Scroll Top
115 W Allen Ave, San Dimas, CA 91773

Smudgepot 1986

87Smudgepot (1)

San Dimas: 13 – Bonita: 7

Friday, September 26, 1986

San Dimas secured their 11th Smudge Pot win over Bonita in the 1986 game with a 13-7 victory. It was a hard fought game between the Saints and Bearcats with both teams struggling  to move the ball. While San Dimas took an early 13-0 lead, on mistakes by Bonita’s special team, the Bearcats fought back scoring late with under two minutes left.  Time would run out before Bonita could even the score.

San Dimas was able to put first points on the board after a scoreless first quarter when a high snap flew over Bonita punter Troy Ball’s head and San Dimas took over the ball on Bonita’s 5 yard line. After an encroachment penalty against Bonita, the ball ended up half the distance to the goal. The Bearcats were able to hold the Saints off for two plays, but on the third San Dimas managed to score the touchdown on a two yard run by Felix Badibanga. With the successful point after kick by James Lim, San Dimas put up a 7-0 lead.

In the third quarter, Bonita was facing a fourth-and-five and had to punt from its 12 yard line.  With strong pressure from the Saints, Bonita’s Troy Ball was forced to get off a short 28 yard punt resulting in San Dimas gaining possession at Bonita’s 40 yard line. After a 15 yard pass by Aaron Watson and a 18 yard run by Badibanga, San Dimas was able to score another touchdown. A pack of Bearcats got through and blocked the PAT attempt with 4:57 to play igniting the Bonita faithful for the hopeful comeback. A penalty by the Saints on the play, forced them to kick off from their 25 and enabled Bonita to start their possession on their own 36.

Five plays later Bonita was at the San Dimas 42 yard line. Bearcat running back Sam Bonanno appeared to be surrounded by Saints, when he broke through several tackles down the middle all the way for the touchdown with 1:56 left in the game.  After the Bearcats put points on the board, the Saints were fighting to keep their lead. Bonita’s last minute push was not enough to pull ahead of San Dimas though, and the clock ran out with the final score at 13-7.

San Dimas coach Dick Shelburne was not happy with his players performance even in victory, “Obviously, we have a lot of work to do. A win is  a win, I guess, so we’ll take it, but we have a lot of work to do and we have to improve a lot, ” he said. “You have to give Thom (Bonita coach Thom Young) and his crew credit. They run the Wing-T and they know how to play defense. And they did. We have a lot of work to do.”

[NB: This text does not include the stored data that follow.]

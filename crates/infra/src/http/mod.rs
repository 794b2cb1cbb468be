//! Outbound HTTP transport.

pub mod client;
pub mod transport;

pub use client::{HttpClient, HttpClientBuilder};
pub use transport::{encode_pairs, HttpTransport, TransportRequest, TransportResponse};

Neither team was able to accomplish much yardage, but Bonita rose above the Saints with their 152 yards gained to 104.  Bonita’s Ed marques carried the ball 23 times for 92 yards. San Dimas fullback John Koncki topped the Saints with 42 yards on seven carries while Ron Paoletto added 38 yards on 13 carries. The Saints completed two of 4 passes for 22 yards while Bonita’s quarterback was successful only two for six gaining 12 yards with 2 interceptions.

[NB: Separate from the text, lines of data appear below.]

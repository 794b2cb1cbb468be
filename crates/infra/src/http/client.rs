use std::time::Duration;

use async_trait::async_trait;
use loopauth_domain::{HttpConfig, LoopauthError};
use reqwest::header::{HeaderMap, CONTENT_TYPE};
use reqwest::Client as ReqwestClient;
use tracing::debug;

use super::transport::{HttpTransport, TransportRequest, TransportResponse};
use crate::errors::InfraError;

/// reqwest-backed [`HttpTransport`].
///
/// Requests are sent exactly once. Retry policy belongs to the caller.
#[derive(Clone)]
pub struct HttpClient {
    client: ReqwestClient,
}

impl HttpClient {
    /// Start building a new HTTP client.
    pub fn builder() -> HttpClientBuilder {
        HttpClientBuilder::default()
    }

    /// Convenience constructor with default configuration.
    pub fn new() -> Result<Self, LoopauthError> {
        Self::builder().build()
    }

    /// Build from the `http` section of the configuration.
    pub fn from_config(config: &HttpConfig) -> Result<Self, LoopauthError> {
        let mut builder = Self::builder().timeout(Duration::from_secs(config.timeout_seconds));
        if let Some(agent) = &config.user_agent {
            builder = builder.user_agent(agent.clone());
        }
        builder.build()
    }

    async fn execute(&self, request: TransportRequest) -> Result<TransportResponse, reqwest::Error> {
        let mut builder = self.client.request(request.method.clone(), request.url.as_str());
        for (name, value) in &request.headers {
            builder = builder.header(name.as_str(), value.as_str());
        }
        if let Some(body) = request.body {
            builder = builder.body(body);
        }

        let response = builder.send().await?;
        let status = response.status().as_u16();
        let content_type = response
            .headers()
            .get(CONTENT_TYPE)
            .and_then(|value| value.to_str().ok())
            .unwrap_or_default()
            .to_string();
        let body = response.bytes().await?;

        Ok(TransportResponse::new(status, content_type, body.to_vec()))
    }
}

#[async_trait]
impl HttpTransport for HttpClient {
    async fn send(&self, request: TransportRequest) -> TransportResponse {
        let method = request.method.clone();
        // The identity probe carries the access token in its query string.
        let target = request.url.split('?').next().unwrap_or_default().to_string();
        debug!(%method, url = %target, "sending HTTP request");

        match self.execute(request).await {
            Ok(response) => {
                debug!(%method, url = %target, status = response.status, "received HTTP response");
                response
            }
            Err(err) => {
                let mapped: LoopauthError = InfraError::from(err).into();
                debug!(%method, url = %target, error = %mapped, "HTTP request failed");
                TransportResponse::connection_failed()
            }
        }
    }
}

/// Builder for [`HttpClient`].
#[derive(Debug)]
pub struct HttpClientBuilder {
    timeout: Duration,
    user_agent: Option<String>,
    default_headers: Option<HeaderMap>,
}

impl Default for HttpClientBuilder {
    fn default() -> Self {
        Self { timeout: Duration::from_secs(30), user_agent: None, default_headers: None }
    }
}

impl HttpClientBuilder {
    pub fn timeout(mut self, timeout: Duration) -> Self {
        self.timeout = timeout;
        self
    }

    pub fn user_agent(mut self, agent: impl Into<String>) -> Self {
        self.user_agent = Some(agent.into());
        self
    }

    pub fn default_headers(mut self, headers: HeaderMap) -> Self {
        self.default_headers = Some(headers);
        self
    }

    pub fn build(self) -> Result<HttpClient, LoopauthError> {
        let mut builder = ReqwestClient::builder().timeout(self.timeout).no_proxy();

        if let Some(agent) = self.user_agent {
            builder = builder.user_agent(agent);
        }

        if let Some(headers) = self.default_headers {
            builder = builder.default_headers(headers);
        }

        let client = builder.build().map_err(|err| {
            let infra: InfraError = err.into();
            LoopauthError::from(infra)
        })?;

        Ok(HttpClient { client })
    }
}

Three San Dimas players, Robert Boyde, Rick Martin and tailback Ron Paoletto got banged up and needed to be helped off the field. Two of the players that were taken off were able to keep playing, though San Dimas junior Robert Boyde did not return. “It looked like general Hospital out there,” grimaced Shelbourne.

Glenn Davis, Heisman trophy winner, and star running back for the Bearcats in the 1940s was honored at half time with a ceremony renaming of the Bonita football field to Glenn Davis Stadium in his honor.

-Emilie Stubbs ’23

Teams
Quarter 1
Quarter 2
Quarter 3
Quarter 4
Total
Bonita 0 0 0 6 6
San Dimas 0 7 0 6 13
Stats   San Dimas: Badibanga 2 yard run (Lim kick)   San Dimas: Badibanga 18 yard run (kick blocked)
Bonita: Bonanno 42 yard run (kick blocked)
 

Bonita High Logo

Varsity Bearcats

Back: Ed Marquez, Eric Dominguez, Troy Ball, Paul Wenzel, Damon Haynes, Mike Anderson, Steve Giano, Tom Roche, Tim Bolher. 

Row 4: Charlie Piehr, Vince Hernandez, Robert Harris, Mike Dives, Richard Espinoza, Marcus Royster, Jeff Bernacchi, Fred Marquez, Charlie Calderaro. 

Row 3: Aron Weaver, Kevin DeGraff, Tony Leal, Coach Davis, Coach Warren, Coach Young, Coach Riggs, Coach Martinez, Bobby Gonzales, William Huang, Kevin Hershberger. 

Row 2:  Danny Murray, Todd Young, Aaron Eaton, Brent Fox, Xavier De La Piedra, Brian Weaver, Sam Bonanno, Hector Gomez, David Alverez, Danny Garces, Robert Morales.

Front: Benjamin Jones, Joe Kary, Kevin Sayles, Kenny Barrass, Mike Salcido, Tim Gutierrez, Charles McKinney, William Trudeau, Danny McLaughlin.

The Varsity football team put out a lot of effort to make the season the best. The work began in practice, before the end of the ’85-’86 school year. There were plays to be practiced, passes to be perfected, punts to be polished, and other skills to be worked on. The team’s efforts continued through the summer. The linemen worked out in the weight room twice a week to gain strength, which would be needed in the season’s games. The receivers and backs participated in a passing league. The quarterbacks were in a summer league along with those from schools in higher divisions. One of the most memorable games was against Ganesha. Bonita held Ganesha 0-0 until the last two minutes of the fourth quarter. Ganesha finally scored to win the game 0-7. The intensity that built up during the game was tremendous. The spirit, both on the field and in the stands, was at a peak! One of the hundreds of plays the Bonita team carried out, one play by Jeff Bernacchi, in a game against Montclair, will be well remembered. He picked up the ball after Montclair fumbled. Jeff, usually a defensive player, ran and scored! The very next week, against Gary, Jeff repeated this fabulous play! Only this time he intercepted a pass. The football season, on the whole, was exciting in spite of the tragic death of Sam Bonanno which occurred as a result of an injury in the November 6 game. Sam will be missed but his memory will remain with Bonita football forever.

Smudge Pot Preview

The last time Bonita won the Smudge Pot was in 1980 when Bonita Head Coach Thom Young was then Coach Ray DeShane’s assistant. “I remember that game well,” Young said. “I was defensive coordinator. As a matter of fact, this whole coaching staff has been involved in the Smudge Pot Games.(Assistants) Eric Davis, Mike Riggs, and Tom Martinez all went to Bonita and graduated in either 1978 or 1979.”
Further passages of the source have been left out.